§ What to do:
Below are the records; copy each line in which "Ordering" occurs.

[Source data — start]

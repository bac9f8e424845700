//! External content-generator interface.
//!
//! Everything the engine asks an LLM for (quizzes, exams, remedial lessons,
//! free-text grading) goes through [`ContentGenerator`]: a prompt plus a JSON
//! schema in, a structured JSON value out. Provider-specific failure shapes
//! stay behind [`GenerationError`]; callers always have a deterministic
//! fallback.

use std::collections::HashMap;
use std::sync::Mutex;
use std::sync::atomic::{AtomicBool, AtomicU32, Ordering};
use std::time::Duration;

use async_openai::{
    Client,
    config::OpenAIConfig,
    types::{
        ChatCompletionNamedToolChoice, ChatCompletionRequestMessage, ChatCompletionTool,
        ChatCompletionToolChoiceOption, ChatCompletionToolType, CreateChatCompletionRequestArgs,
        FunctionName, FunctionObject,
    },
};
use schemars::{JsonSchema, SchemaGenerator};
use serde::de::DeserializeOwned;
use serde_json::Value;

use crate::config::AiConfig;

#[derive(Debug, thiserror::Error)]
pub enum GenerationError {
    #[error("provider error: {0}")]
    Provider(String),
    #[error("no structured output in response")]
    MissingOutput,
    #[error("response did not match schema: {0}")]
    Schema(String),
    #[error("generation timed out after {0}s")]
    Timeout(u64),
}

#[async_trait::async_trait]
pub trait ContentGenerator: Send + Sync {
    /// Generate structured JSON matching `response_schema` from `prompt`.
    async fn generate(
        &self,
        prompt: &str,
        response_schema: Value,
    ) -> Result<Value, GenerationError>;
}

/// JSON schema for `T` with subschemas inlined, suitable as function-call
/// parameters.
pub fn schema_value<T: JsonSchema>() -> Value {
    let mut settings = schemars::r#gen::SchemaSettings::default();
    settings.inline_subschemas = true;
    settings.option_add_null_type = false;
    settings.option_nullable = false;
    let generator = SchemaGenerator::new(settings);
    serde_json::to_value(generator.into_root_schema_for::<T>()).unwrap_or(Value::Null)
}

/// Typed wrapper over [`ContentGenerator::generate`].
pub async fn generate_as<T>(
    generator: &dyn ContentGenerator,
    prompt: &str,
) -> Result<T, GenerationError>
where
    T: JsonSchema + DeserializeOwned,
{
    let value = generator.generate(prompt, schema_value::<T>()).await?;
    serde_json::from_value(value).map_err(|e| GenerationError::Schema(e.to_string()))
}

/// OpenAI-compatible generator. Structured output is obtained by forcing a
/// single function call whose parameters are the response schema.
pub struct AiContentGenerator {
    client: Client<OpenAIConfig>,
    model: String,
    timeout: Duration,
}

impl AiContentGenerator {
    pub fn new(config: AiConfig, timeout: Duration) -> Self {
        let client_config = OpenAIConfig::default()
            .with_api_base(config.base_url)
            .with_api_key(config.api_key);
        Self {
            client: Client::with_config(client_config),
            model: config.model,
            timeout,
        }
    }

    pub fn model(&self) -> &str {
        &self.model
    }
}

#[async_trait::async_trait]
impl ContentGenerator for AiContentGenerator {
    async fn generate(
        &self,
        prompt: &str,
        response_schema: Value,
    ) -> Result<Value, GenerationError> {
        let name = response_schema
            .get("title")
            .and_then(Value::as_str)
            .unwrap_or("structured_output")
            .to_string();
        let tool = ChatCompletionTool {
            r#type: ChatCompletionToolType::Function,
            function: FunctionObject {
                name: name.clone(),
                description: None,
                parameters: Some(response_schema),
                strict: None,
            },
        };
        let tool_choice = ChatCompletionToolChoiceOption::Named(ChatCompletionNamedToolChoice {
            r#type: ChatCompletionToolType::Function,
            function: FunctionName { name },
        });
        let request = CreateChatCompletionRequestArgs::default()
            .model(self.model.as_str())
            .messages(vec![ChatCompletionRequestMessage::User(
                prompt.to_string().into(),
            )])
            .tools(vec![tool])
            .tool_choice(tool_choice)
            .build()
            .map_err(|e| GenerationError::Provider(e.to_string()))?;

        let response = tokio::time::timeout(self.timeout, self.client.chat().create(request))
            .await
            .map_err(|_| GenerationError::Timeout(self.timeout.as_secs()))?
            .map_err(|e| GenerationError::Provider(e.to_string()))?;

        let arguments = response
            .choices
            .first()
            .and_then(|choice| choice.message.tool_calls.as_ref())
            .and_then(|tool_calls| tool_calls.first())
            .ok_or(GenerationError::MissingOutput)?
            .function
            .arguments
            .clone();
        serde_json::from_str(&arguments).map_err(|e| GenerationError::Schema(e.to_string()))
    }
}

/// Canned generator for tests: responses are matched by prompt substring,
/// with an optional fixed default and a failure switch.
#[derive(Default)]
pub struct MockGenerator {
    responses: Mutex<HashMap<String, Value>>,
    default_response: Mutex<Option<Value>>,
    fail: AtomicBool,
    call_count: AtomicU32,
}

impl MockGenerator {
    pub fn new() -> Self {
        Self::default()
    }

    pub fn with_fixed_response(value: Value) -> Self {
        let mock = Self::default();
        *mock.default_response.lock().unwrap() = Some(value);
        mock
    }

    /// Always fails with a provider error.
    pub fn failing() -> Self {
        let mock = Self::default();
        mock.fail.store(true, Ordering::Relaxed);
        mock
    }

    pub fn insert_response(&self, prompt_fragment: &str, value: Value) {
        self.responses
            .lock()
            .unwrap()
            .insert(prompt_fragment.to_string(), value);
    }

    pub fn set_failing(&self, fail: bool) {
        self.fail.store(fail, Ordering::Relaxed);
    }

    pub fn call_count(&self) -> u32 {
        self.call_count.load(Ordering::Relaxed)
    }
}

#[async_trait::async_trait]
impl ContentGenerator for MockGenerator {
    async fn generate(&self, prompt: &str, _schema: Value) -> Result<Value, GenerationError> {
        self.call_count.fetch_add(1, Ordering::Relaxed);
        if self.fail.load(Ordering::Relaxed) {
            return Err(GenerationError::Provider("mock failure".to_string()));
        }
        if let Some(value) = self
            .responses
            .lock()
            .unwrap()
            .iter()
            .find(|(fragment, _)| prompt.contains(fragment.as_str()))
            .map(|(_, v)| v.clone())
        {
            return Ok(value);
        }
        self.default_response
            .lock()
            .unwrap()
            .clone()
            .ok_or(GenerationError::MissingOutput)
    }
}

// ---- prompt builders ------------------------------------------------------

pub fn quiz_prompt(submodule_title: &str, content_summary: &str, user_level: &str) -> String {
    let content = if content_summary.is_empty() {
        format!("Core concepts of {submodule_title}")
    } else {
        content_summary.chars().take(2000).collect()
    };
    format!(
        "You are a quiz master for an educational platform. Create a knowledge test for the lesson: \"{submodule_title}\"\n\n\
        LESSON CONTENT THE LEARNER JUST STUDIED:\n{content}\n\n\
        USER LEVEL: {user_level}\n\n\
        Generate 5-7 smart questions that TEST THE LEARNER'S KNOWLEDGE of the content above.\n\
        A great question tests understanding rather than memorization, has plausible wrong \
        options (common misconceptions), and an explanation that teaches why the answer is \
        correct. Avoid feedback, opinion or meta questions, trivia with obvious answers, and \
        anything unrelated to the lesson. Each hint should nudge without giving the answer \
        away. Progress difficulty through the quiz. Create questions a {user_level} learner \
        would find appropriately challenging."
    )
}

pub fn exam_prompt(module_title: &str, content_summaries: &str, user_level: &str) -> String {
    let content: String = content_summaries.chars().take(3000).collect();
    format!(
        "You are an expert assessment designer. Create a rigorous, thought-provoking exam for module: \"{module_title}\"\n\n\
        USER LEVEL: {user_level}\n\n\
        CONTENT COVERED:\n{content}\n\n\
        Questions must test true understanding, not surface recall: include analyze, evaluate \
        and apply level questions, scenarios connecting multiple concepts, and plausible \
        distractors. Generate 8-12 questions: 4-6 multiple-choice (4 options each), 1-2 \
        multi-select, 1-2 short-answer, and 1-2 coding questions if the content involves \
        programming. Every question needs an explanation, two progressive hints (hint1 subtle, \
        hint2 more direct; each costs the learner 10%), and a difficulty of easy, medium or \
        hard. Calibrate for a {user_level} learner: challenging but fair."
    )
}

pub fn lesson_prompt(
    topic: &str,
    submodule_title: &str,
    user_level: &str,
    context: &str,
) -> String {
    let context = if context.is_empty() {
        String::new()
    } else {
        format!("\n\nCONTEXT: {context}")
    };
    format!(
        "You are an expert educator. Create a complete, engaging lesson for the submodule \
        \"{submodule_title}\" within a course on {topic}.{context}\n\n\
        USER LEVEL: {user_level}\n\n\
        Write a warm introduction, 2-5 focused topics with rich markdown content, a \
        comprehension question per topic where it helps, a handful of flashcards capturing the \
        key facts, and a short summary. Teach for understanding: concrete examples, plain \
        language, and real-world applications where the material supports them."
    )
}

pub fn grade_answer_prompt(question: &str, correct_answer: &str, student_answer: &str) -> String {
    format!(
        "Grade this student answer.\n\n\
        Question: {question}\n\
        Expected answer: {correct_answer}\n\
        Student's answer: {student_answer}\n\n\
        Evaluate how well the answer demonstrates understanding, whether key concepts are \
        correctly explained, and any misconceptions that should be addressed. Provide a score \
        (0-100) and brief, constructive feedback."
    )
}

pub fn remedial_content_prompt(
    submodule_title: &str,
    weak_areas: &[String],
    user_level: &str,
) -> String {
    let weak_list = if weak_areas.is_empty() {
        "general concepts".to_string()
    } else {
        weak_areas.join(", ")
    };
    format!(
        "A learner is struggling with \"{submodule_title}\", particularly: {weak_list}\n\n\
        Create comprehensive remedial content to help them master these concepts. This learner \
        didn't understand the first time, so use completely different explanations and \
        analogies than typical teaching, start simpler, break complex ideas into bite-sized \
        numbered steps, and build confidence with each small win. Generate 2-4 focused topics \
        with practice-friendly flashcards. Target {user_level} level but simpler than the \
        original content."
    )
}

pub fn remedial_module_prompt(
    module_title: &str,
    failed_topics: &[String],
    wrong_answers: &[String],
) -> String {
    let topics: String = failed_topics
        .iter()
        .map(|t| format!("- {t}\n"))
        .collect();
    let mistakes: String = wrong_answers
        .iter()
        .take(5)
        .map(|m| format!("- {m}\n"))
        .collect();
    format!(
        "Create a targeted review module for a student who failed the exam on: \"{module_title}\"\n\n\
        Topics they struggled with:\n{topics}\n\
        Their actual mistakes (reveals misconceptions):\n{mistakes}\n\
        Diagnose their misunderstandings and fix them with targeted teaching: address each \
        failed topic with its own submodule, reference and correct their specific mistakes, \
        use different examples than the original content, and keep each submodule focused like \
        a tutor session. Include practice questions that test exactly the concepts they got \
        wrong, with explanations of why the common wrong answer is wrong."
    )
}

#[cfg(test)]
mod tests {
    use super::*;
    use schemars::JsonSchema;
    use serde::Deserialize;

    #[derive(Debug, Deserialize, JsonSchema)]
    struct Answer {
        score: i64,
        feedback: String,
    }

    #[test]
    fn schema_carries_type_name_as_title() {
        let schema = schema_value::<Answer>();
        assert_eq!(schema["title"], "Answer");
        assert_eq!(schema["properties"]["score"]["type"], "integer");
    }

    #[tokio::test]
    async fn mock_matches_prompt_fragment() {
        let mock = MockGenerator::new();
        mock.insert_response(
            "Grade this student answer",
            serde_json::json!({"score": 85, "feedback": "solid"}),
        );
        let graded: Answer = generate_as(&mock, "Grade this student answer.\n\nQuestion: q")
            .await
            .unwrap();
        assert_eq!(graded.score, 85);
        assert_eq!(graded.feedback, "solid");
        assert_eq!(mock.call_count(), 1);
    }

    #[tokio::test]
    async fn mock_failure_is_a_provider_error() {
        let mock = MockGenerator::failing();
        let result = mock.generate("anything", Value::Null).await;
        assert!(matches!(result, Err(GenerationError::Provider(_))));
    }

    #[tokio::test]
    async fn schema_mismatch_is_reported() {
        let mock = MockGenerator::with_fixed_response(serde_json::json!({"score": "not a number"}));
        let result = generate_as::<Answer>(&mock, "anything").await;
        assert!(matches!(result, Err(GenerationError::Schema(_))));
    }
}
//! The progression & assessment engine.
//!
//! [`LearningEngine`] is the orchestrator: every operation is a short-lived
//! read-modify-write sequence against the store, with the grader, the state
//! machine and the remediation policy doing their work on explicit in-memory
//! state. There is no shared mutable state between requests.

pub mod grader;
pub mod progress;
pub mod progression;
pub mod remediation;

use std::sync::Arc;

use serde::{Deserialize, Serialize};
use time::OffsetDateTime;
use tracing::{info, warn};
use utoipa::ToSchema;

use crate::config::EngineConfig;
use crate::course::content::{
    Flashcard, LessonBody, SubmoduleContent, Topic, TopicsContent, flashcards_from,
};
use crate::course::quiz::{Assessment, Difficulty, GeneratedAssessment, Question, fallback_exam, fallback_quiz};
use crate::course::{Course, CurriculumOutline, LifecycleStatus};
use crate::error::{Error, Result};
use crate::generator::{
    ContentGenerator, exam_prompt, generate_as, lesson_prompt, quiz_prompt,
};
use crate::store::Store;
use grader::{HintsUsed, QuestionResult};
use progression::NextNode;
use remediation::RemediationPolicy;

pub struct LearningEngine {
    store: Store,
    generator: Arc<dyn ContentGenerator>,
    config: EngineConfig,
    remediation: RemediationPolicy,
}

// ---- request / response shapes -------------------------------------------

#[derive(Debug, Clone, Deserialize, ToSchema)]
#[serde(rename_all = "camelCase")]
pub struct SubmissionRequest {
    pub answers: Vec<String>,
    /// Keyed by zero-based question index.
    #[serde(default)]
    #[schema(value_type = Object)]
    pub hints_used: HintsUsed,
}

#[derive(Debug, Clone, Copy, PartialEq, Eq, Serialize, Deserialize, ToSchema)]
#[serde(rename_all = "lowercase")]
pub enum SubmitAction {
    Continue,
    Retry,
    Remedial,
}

[Source data — finish]

§ Response area:
use std::sync::atomic::{AtomicBool, AtomicU32, Ordering};
        mock.fail.store(true, Ordering::Relaxed);
        self.fail.store(fail, Ordering::Relaxed);
        self.call_count.load(Ordering::Relaxed)
        self.call_count.fetch_add(1, Ordering::Relaxed);
        if self.fail.load(Ordering::Relaxed) {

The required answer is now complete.